— WORK INSTRUCTION —
Number of lines below with the word "indices": state it and write nothing more.

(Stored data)
+ + + + +
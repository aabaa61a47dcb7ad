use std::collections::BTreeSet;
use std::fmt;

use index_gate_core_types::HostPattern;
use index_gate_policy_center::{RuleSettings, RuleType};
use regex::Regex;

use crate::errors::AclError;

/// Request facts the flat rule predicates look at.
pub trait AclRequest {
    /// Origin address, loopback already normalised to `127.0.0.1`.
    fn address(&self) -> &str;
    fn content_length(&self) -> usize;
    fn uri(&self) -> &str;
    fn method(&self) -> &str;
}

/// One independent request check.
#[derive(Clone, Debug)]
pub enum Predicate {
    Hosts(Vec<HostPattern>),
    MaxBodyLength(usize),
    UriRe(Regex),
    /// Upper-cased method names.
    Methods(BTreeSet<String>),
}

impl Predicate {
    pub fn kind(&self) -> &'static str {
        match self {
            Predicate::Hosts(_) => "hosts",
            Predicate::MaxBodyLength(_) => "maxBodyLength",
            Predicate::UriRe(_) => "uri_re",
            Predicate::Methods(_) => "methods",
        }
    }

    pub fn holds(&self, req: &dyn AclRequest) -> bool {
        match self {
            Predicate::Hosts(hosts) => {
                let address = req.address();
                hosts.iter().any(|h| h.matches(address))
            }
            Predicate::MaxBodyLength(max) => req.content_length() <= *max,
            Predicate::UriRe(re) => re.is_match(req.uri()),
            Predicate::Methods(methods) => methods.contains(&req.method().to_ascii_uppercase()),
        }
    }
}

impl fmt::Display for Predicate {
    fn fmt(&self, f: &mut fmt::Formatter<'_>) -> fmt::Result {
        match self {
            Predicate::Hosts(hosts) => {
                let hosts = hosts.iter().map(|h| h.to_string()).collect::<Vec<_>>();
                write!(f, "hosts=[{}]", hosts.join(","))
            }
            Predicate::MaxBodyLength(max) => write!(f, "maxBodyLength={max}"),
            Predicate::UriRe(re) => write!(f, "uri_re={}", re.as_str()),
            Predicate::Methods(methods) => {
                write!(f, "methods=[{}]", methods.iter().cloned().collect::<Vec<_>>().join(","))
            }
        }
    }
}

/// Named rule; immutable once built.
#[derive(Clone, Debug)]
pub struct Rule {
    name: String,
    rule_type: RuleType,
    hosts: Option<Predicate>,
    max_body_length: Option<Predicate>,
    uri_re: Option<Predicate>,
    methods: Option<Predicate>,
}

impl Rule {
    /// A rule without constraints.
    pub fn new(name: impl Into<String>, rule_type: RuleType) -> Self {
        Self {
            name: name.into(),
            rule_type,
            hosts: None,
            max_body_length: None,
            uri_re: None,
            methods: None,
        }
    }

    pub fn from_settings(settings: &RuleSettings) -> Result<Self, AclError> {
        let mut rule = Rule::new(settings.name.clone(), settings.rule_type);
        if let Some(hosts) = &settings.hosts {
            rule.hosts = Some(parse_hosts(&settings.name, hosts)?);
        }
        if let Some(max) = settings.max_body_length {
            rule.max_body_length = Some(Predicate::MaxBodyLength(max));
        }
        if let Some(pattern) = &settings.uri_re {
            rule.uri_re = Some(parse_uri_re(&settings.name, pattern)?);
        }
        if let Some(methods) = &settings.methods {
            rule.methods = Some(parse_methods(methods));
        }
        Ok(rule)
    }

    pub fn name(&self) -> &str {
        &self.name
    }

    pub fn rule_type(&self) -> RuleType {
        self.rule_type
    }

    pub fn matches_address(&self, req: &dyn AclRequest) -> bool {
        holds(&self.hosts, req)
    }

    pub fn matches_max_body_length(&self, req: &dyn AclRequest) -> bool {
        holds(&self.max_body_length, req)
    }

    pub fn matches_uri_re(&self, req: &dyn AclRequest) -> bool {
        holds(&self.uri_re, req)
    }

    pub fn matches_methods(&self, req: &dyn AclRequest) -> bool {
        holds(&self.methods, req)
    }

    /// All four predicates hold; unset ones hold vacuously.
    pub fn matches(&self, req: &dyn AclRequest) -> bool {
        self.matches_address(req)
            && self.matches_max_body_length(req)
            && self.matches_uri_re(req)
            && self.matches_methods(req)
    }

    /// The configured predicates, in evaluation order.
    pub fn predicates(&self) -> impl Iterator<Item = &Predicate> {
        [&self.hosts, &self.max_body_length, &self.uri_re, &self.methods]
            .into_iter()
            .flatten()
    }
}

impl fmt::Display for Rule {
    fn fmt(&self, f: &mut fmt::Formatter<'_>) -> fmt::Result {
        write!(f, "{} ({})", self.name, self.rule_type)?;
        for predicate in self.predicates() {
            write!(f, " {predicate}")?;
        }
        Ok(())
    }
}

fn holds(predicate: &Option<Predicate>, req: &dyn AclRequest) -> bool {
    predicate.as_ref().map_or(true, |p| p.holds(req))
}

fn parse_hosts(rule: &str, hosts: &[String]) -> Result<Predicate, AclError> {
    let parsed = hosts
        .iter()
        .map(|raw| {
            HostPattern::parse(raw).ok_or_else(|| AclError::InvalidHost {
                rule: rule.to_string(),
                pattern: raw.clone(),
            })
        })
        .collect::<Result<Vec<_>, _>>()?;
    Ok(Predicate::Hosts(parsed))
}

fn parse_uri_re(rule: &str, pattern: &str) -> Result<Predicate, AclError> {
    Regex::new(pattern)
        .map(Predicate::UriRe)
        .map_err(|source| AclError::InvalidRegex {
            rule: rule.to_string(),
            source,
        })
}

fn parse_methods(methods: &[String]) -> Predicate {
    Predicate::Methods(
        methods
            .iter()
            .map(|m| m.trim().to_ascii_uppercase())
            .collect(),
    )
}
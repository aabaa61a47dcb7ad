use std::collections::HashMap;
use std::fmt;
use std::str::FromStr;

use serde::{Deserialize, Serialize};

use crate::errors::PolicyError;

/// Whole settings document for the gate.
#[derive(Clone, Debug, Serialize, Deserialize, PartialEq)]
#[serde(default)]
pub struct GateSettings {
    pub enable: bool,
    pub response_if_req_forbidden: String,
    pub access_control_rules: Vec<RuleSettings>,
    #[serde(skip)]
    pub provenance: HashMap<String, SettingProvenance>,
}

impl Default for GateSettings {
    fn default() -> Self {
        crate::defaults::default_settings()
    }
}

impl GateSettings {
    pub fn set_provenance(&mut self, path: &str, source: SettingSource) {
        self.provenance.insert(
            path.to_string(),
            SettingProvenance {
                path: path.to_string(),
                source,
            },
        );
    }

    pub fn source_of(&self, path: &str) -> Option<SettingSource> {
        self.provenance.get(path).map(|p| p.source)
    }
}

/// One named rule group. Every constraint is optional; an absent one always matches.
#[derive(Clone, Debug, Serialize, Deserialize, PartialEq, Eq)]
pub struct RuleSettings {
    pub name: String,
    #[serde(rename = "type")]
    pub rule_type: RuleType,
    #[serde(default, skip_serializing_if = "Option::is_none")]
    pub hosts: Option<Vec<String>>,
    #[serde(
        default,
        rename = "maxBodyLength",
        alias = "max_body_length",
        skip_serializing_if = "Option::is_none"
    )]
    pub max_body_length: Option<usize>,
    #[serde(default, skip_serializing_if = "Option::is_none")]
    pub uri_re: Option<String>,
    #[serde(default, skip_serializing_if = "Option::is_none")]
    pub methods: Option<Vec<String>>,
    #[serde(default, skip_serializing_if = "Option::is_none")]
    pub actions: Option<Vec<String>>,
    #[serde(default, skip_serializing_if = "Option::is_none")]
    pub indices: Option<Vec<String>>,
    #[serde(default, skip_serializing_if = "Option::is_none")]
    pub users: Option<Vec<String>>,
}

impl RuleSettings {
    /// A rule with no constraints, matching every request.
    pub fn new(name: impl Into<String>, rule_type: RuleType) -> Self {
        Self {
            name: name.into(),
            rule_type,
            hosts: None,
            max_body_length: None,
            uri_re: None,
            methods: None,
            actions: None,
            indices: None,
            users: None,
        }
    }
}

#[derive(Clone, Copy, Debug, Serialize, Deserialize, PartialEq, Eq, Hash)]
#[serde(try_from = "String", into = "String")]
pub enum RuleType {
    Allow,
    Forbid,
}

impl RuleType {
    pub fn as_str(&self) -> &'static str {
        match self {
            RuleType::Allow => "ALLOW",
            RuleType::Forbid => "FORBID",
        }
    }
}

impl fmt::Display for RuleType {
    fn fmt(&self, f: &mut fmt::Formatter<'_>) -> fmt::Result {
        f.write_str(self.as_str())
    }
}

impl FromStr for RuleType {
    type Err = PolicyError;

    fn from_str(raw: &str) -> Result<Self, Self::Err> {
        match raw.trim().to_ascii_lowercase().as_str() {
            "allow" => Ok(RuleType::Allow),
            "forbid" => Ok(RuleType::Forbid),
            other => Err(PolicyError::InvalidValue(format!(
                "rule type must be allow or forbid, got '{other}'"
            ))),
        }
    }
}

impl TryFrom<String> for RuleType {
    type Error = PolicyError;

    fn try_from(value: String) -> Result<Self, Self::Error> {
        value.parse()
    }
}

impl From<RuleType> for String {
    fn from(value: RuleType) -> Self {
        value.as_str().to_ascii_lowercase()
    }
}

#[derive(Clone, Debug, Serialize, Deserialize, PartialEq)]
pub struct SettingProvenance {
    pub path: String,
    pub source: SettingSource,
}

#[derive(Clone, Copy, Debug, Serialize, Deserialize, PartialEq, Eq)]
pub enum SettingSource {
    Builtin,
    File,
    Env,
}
+ + + + +
— RESPONSE FOR THIS EXERCISE —
2